Exercise requirements
Two lines below mark the span: the one containing "let mut settings" and the one containing "assert_eq!(status, Some(TaskStatus::Completed));". Set down both, plus every line between, exactly as they stand, and nothing else.
=======
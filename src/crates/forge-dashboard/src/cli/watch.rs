//! Headless task watcher
//!
//! Runs the detail view model without a terminal UI and prints what
//! changes between polls until both pollers settle.

use super::task::colored_status;
use crate::api::TaskApi;
use crate::dashboard::{Dashboard, DashboardSettings, NoticeLevel};
use crate::error::{ForgeError, Result};
use crate::models::TaskStatus;
use crate::route::Route;
use crate::shutdown::ShutdownCoordinator;
use crate::views::{DetailView, TaskPage};
use colored::Colorize;
use indicatif::{ProgressBar, ProgressStyle};
use std::collections::HashMap;
use std::sync::Arc;
use std::time::Duration;
use tokio::time::{sleep_until, Instant};
use tracing::{debug, info};

/// Tracks what has already been printed
#[derive(Debug, Default)]
pub struct WatchReport {
    status: Option<TaskStatus>,
    logs_seen: usize,
    cells: HashMap<String, String>,
}

impl WatchReport {
    pub fn new() -> Self {
        Self::default()
    }

    /// Lines describing what changed since the previous page
    pub fn observe(&mut self, page: &TaskPage) -> Vec<String> {
        let mut lines = Vec::new();

        if self.status.as_ref() != Some(&page.status) {
            lines.push(format!("{} {}", "Status:".bold(), colored_status(&page.status)));
            self.status = Some(page.status.clone());
        }

        // a fresh execution starts its log over
        if page.logs.len() < self.logs_seen {
            self.logs_seen = 0;
        }
        for line in &page.logs[self.logs_seen..] {
            lines.push(line.dimmed().to_string());
        }
        self.logs_seen = page.logs.len();

        for cell in &page.cells {
            let changed = self.cells.get(&cell.id).map(String::as_str) != Some(cell.status.as_str());
            if changed {
                let label = match cell.status.as_str() {
                    "success" => cell.status.green(),
                    "error" => cell.status.red(),
                    "running" => cell.status.cyan(),
                    _ => cell.status.normal(),
                };
                lines.push(format!("  cell {} {}", cell.id, label));
                if cell.status == "error" {
                    if let Some(output) = &cell.output {
                        lines.push(format!("    {}", output.red()));
                    }
                }
                self.cells.insert(cell.id.clone(), cell.status.clone());
            }
        }

        lines
    }

    pub fn last_status(&self) -> Option<&TaskStatus> {
        self.status.as_ref()
    }
}

fn spinner(id: &str) -> ProgressBar {
    let bar = ProgressBar::new_spinner();
    if let Ok(style) = ProgressStyle::with_template("{spinner:.cyan} {wide_msg}") {
        bar.set_style(style.tick_chars("⠋⠙⠹⠸⠼⠴⠦⠧⠇⠏ "));
    }
    bar.set_message(format!("Watching task {}", id));
    bar.enable_steady_tick(Duration::from_millis(100));
    bar
}

/// Follow a task until it settles, optionally starting it first
///
/// Returns the last status seen. Ctrl+C stops the watch, not the task.
pub async fn watch_task(
    api: Arc<dyn TaskApi>,
    settings: DashboardSettings,
    id: &str,
    start: bool,
    shutdown: &ShutdownCoordinator,
) -> Result<Option<TaskStatus>> {
    let mut dashboard = Dashboard::new(api, settings);
    dashboard.navigate(Route::TaskDetail(id.to_string()), Instant::now());

    if start {
        dashboard.start_task(id);
        dashboard.settle(Instant::now()).await;
        if let Some(notice) = dashboard.notice().filter(|n| n.level == NoticeLevel::Error) {
            return Err(ForgeError::Other(notice.message.clone()));
        }
        println!("{}", "✓ Task execution started".green().bold());
    }

    let bar = spinner(id);
    let mut report = WatchReport::new();

    loop {
        let now = Instant::now();
        dashboard.tick(now);
        dashboard.settle(now).await;

        match dashboard.detail_view() {
            Some(DetailView::Loaded(page)) => {
                for line in report.observe(&page) {
                    bar.suspend(|| println!("{}", line));
                }
                bar.set_message(format!("{} ({})", page.name, page.badge.label));
            }
            Some(DetailView::NotFound { id }) => {
                bar.finish_and_clear();
                return Err(ForgeError::NotFound(format!("task {}", id)));
            }
            Some(DetailView::Loading { error: Some(error) }) => {
                bar.finish_and_clear();
                return Err(ForgeError::Other(error));
            }
            _ => {}
        }

        let settled = dashboard.detail().is_some_and(|detail| detail.is_settled());
        let Some(wake) = dashboard.next_wakeup().filter(|_| !settled) else {
            break;
        };
        debug!(task_id = %id, "Waiting for next poll");

        tokio::select! {
            _ = sleep_until(wake) => {}
            _ = shutdown.wait_for_shutdown() => {
                bar.finish_and_clear();
                println!("{}", "Stopped watching; the task keeps running".yellow());
                return Ok(report.last_status().cloned());
            }
        }
    }

    bar.finish_and_clear();
    let status = report.last_status().cloned();
    if let Some(status) = &status {
        info!(task_id = %id, status = %status, "Task settled");
        println!("{} {}", "Finished watching:".bold(), colored_status(status));
    }
    Ok(status)
}

#[cfg(test)]
mod tests {
    use super::*;
    use crate::testing::{fixtures, CallKind, MockTaskApi};

    fn quick_settings() -> DashboardSettings {
        let mut settings = DashboardSettings::default();
        settings.policy = crate::poll::PollPolicy::new(Duration::from_millis(5));
        settings
    }

    #[tokio::test]
    async fn test_watch_follows_until_completed() {
        let mock = Arc::new(MockTaskApi::with_tasks(vec![fixtures::task("1", TaskStatus::Pending)]));
        mock.script_statuses("1", [TaskStatus::Running, TaskStatus::Running, TaskStatus::Completed]);

        let status = watch_task(mock.clone(), quick_settings(), "1", false, &ShutdownCoordinator::new())
            .await
            .unwrap();

        assert_eq!(status, Some(TaskStatus::Completed));
        assert_eq!(mock.count_for(CallKind::Get, "1"), 3);
    }

    #[tokio::test]
    async fn test_watch_missing_task_is_not_found() {
        let mock = Arc::new(MockTaskApi::new());
        let err = watch_task(mock, quick_settings(), "9", false, &ShutdownCoordinator::new())
            .await
            .unwrap_err();
        assert!(matches!(err, ForgeError::NotFound(_)));
    }

    #[tokio::test]
    async fn test_watch_with_failed_start_errors() {
        let mock = Arc::new(MockTaskApi::with_tasks(vec![fixtures::task("1", TaskStatus::Pending)]));
        mock.fail_next(CallKind::Start, ForgeError::Other("backend busy".into()));

        let err = watch_task(mock.clone(), quick_settings(), "1", true, &ShutdownCoordinator::new())
            .await
            .unwrap_err();
        assert!(err.to_string().contains("backend busy"));
        assert_eq!(mock.count(CallKind::Get), 0);
    }

    #[test]
    fn test_report_prints_only_new_log_lines() {
        let mut page = TaskPage {
            id: "1".into(),
            name: "Login".into(),
            description: None,
            status: TaskStatus::Running,
            badge: crate::views::status_badge(&TaskStatus::Running),
            execution_status: Some(TaskStatus::Running),
            definition: crate::views::Definition::Yaml(String::new()),
            cells: vec![],
            logs: vec!["[10:00:00] INFO: a".into()],
            screenshots: vec![],
            start_enabled: false,
            polling: true,
            error: None,
        };

        let mut report = WatchReport::new();
        assert_eq!(report.observe(&page).len(), 2);
        assert!(report.observe(&page).is_empty());

        page.logs.push("[10:00:01] INFO: b".into());
        let lines = report.observe(&page);
        assert_eq!(lines.len(), 1);
        assert!(lines[0].contains("b"));
    }
}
=======
Written answer
        let mut settings = DashboardSettings::default();
        settings.policy = crate::poll::PollPolicy::new(Duration::from_millis(5));
        settings
    }

    #[tokio::test]
    async fn test_watch_follows_until_completed() {
        let mock = Arc::new(MockTaskApi::with_tasks(vec![fixtures::task("1", TaskStatus::Pending)]));
        mock.script_statuses("1", [TaskStatus::Running, TaskStatus::Running, TaskStatus::Completed]);

        let status = watch_task(mock.clone(), quick_settings(), "1", false, &ShutdownCoordinator::new())
            .await
            .unwrap();

        assert_eq!(status, Some(TaskStatus::Completed));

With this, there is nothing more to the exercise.